> [THE PROBLEM]
Take the records below and retype them line by line, from the first line through the one containing "- filter markers"; stop there.

==== RECORDED INFORMATION

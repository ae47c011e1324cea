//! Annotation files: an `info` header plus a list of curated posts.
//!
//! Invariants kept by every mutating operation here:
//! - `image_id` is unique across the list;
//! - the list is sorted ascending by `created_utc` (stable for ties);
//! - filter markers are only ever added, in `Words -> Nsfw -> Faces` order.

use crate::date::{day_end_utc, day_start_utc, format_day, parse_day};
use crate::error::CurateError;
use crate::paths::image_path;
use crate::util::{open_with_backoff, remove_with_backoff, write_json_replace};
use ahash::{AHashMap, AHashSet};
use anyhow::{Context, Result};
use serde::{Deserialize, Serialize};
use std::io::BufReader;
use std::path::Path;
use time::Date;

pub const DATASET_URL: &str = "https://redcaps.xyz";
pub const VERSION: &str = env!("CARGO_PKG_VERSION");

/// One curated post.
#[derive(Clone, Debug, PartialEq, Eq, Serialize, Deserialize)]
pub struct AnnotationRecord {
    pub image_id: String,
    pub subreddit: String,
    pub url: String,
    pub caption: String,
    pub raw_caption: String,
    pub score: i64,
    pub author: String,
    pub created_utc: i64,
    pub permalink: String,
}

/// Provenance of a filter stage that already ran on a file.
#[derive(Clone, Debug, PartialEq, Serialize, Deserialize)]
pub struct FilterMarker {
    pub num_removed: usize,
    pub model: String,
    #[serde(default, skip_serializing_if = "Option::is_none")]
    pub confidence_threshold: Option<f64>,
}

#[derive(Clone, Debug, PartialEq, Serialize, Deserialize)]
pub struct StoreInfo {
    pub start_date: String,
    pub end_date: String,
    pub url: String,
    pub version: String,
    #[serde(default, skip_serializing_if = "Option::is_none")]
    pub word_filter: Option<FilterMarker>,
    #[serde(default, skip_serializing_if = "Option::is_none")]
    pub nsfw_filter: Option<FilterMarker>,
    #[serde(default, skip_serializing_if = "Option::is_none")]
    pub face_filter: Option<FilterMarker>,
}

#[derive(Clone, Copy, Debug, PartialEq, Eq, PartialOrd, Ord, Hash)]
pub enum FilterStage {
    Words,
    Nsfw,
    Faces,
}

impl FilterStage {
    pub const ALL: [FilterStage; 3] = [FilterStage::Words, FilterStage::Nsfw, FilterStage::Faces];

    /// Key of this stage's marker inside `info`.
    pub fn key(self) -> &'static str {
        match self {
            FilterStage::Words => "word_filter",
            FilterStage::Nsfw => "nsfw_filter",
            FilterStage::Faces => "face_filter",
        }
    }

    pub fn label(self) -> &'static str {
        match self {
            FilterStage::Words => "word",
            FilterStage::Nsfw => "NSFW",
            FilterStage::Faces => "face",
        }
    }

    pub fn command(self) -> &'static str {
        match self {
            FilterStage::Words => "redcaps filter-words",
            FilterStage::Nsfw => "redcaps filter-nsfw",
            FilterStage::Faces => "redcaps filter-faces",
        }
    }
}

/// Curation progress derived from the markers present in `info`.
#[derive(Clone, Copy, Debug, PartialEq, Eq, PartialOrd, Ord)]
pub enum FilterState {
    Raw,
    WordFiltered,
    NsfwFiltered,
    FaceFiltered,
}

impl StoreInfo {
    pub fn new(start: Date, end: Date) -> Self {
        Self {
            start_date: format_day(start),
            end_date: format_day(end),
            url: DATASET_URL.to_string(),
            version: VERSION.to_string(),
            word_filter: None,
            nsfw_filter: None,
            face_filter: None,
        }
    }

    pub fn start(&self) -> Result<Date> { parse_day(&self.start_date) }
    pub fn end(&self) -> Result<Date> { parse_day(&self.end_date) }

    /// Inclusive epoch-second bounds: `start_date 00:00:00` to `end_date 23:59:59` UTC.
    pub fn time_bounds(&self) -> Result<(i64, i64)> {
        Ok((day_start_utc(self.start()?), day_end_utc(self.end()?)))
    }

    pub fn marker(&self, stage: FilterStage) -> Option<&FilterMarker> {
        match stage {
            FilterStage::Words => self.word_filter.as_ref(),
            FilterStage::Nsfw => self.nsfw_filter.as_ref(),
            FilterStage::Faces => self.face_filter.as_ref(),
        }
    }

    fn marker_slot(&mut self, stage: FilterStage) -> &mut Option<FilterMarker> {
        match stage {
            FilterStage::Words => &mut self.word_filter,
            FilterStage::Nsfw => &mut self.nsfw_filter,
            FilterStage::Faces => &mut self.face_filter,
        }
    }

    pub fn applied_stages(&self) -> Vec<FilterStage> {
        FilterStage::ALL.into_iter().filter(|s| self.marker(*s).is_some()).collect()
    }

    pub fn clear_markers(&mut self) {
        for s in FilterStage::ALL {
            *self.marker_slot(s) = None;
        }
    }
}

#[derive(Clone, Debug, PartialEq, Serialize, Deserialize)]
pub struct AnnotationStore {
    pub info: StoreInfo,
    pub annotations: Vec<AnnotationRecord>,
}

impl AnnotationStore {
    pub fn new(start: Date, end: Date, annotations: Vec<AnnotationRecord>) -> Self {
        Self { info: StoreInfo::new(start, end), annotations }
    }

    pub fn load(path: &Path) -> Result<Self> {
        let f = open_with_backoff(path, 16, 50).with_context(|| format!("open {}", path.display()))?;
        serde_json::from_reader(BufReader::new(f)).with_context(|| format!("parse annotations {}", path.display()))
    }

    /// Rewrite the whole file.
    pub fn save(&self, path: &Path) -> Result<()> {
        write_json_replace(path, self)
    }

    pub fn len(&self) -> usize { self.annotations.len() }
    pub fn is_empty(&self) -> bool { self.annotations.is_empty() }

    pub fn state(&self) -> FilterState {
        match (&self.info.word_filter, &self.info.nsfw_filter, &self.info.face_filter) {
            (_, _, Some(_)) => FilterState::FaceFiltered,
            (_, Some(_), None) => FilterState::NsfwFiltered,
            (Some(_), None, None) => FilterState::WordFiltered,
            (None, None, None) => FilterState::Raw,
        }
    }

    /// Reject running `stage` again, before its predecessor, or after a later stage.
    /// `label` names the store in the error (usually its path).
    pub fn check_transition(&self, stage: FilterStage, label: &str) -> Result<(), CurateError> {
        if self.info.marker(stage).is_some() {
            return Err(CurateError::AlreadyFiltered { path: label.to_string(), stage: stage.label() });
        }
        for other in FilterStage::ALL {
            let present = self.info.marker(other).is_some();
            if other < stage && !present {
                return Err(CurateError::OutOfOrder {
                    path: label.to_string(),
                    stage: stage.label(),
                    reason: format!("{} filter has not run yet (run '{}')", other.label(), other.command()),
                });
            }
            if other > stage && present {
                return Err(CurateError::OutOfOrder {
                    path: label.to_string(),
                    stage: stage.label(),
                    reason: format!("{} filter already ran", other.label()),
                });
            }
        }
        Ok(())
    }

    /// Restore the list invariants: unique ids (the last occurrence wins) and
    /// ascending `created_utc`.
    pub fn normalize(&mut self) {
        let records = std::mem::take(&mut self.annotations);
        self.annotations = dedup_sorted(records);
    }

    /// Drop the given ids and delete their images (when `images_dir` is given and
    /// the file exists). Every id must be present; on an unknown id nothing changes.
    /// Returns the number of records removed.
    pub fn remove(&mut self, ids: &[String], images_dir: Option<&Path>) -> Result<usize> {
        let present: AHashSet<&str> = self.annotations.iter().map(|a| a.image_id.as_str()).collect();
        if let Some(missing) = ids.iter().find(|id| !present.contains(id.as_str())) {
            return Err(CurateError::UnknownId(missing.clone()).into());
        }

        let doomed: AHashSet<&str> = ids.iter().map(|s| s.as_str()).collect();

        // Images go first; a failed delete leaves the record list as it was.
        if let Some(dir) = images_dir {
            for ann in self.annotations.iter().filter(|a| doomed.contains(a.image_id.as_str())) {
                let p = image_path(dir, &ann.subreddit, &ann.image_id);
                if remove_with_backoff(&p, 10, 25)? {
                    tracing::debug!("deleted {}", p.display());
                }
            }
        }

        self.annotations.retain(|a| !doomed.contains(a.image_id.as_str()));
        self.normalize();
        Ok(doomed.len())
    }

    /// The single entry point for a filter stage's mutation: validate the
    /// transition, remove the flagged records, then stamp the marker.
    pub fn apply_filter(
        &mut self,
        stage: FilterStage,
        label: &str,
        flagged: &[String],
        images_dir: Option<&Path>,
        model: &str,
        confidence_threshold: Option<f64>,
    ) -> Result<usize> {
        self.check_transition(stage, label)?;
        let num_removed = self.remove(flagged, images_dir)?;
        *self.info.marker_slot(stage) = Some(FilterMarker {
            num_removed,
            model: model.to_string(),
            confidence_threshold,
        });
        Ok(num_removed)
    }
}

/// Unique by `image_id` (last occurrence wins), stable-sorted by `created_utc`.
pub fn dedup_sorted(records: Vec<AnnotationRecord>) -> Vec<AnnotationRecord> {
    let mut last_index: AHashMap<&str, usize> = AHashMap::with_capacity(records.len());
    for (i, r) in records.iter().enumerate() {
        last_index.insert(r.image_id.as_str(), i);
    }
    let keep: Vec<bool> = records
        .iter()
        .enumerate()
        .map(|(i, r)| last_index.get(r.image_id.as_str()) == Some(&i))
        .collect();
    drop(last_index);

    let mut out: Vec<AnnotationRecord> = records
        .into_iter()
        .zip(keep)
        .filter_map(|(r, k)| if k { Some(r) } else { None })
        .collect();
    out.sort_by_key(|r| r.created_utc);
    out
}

========

> [SOLVED PROBLEM]
repository ae47c011e1324cea
//! Annotation files: an `info` header plus a list of curated posts.
//!
//! Invariants kept by every mutating operation here:
//! - `image_id` is unique across the list;
//! - the list is sorted ascending by `created_utc` (stable for ties);
//! - filter markers are only ever added, in `Words -> Nsfw -> Faces` order.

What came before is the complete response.